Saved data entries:
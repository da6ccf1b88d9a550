use thiserror::Error;

use crate::names::NameKind;

macro_rules! malformed_error {
    // Single string version
    ($msg:expr) => {
        crate::Error::Malformed {
            message: $msg.to_string(),
            file: file!(),
            line: line!(),
        }
    };

    // Format string with arguments version
    ($fmt:expr, $($arg:tt)*) => {
        crate::Error::Malformed {
            message: format!($fmt, $($arg)*),
            file: file!(),
            line: line!(),
        }
    };
}

/// The generic Error type, which provides coverage for all errors this library can potentially
/// return.
///
/// Decoding an identifier never produces an error: malformed input degrades to the
/// kind-specific unknown value instead (see [`crate::names`]). The variants below cover
/// the second failure tier, incorrect use of the API, which is reported immediately.
///
/// # Error Categories
///
/// ## Input Errors
/// - [`Error::Malformed`] - A strict accessor could not decode a fragment of an identifier
/// - [`Error::InvalidVersion`] - An assembly version string could not be parsed
/// - [`Error::UnknownPrefix`] - A serialized name carries an unknown kind prefix
///
/// ## Caller Misuse
/// - [`Error::WrongKind`] - A kind-specific accessor was requested on another kind
/// - [`Error::InvalidCoReName`] - A CoRe name failed its validation pattern
/// - [`Error::CoReTranslation`] - A name cannot be expressed in the CoRe grammar
///
/// # Examples
///
/// ```rust
/// use dotnames::{core::CoReTypeName, Error};
///
/// match CoReTypeName::new("not a core name") {
///     Ok(name) => println!("valid: {}", name),
///     Err(Error::InvalidCoReName { kind, name }) => {
///         eprintln!("rejected {} '{}'", kind, name);
///     }
///     Err(e) => eprintln!("Other error: {}", e),
/// }
/// ```
#[derive(Error, Debug)]
pub enum Error {
    /// A fragment of an identifier could not be decoded.
    ///
    /// Only returned by the strict `try_*` accessors. The lenient accessors recover
    /// from the same condition without reporting it.
    ///
    /// # Fields
    ///
    /// * `message` - Detailed description of what was malformed
    /// * `file` - Source file where the error was detected
    /// * `line` - Source line where the error was detected
    #[error("Malformed - {file}:{line}: {message}")]
    Malformed {
        /// The message to be printed for the Malformed error
        message: String,
        /// The source file in which this error occured
        file: &'static str,
        /// The source line in which this error occured
        line: u32,
    },

    /// An assembly version could not be parsed.
    ///
    /// Versions consist of one to four dot-separated 16-bit components, optionally
    /// preceded by `Version=`.
    #[error("Invalid assembly version - {0}")]
    InvalidVersion(String),

    /// A serialized name starts with a prefix that does not denote any name kind.
    #[error("Unknown name prefix - {0}")]
    UnknownPrefix(String),

    /// A kind-specific view was requested from a name of a different kind.
    ///
    /// This indicates incorrect accessor selection by the caller, not bad data.
    #[error("Expected a {expected} name, got a {actual} name")]
    WrongKind {
        /// The kind the caller asked for
        expected: NameKind,
        /// The kind the name actually has
        actual: NameKind,
    },

    /// A CoRe name did not match the validation pattern of its kind.
    #[error("Invalid CoRe {kind} name - '{name}'")]
    InvalidCoReName {
        /// The CoRe kind (`type`, `method` or `field`)
        kind: &'static str,
        /// The rejected string
        name: String,
    },

    /// A name could not be translated into the CoRe grammar.
    ///
    /// Raised for unknown names, which carry no information to translate.
    #[error("Cannot translate to CoRe - {0}")]
    CoReTranslation(String),
}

== Work instruction ==
Copy the entries word for word. Start at the first line and end with the line containing "($fmt:expr, $($arg:tt)*) =>".

== Response below ==
repository da6ccf1b88d9a550
use thiserror::Error;

use crate::names::NameKind;

macro_rules! malformed_error {
    // Single string version
    ($msg:expr) => {
        crate::Error::Malformed {
            message: $msg.to_string(),
            file: file!(),
            line: line!(),
        }
    };

    // Format string with arguments version
    ($fmt:expr, $($arg:tt)*) => {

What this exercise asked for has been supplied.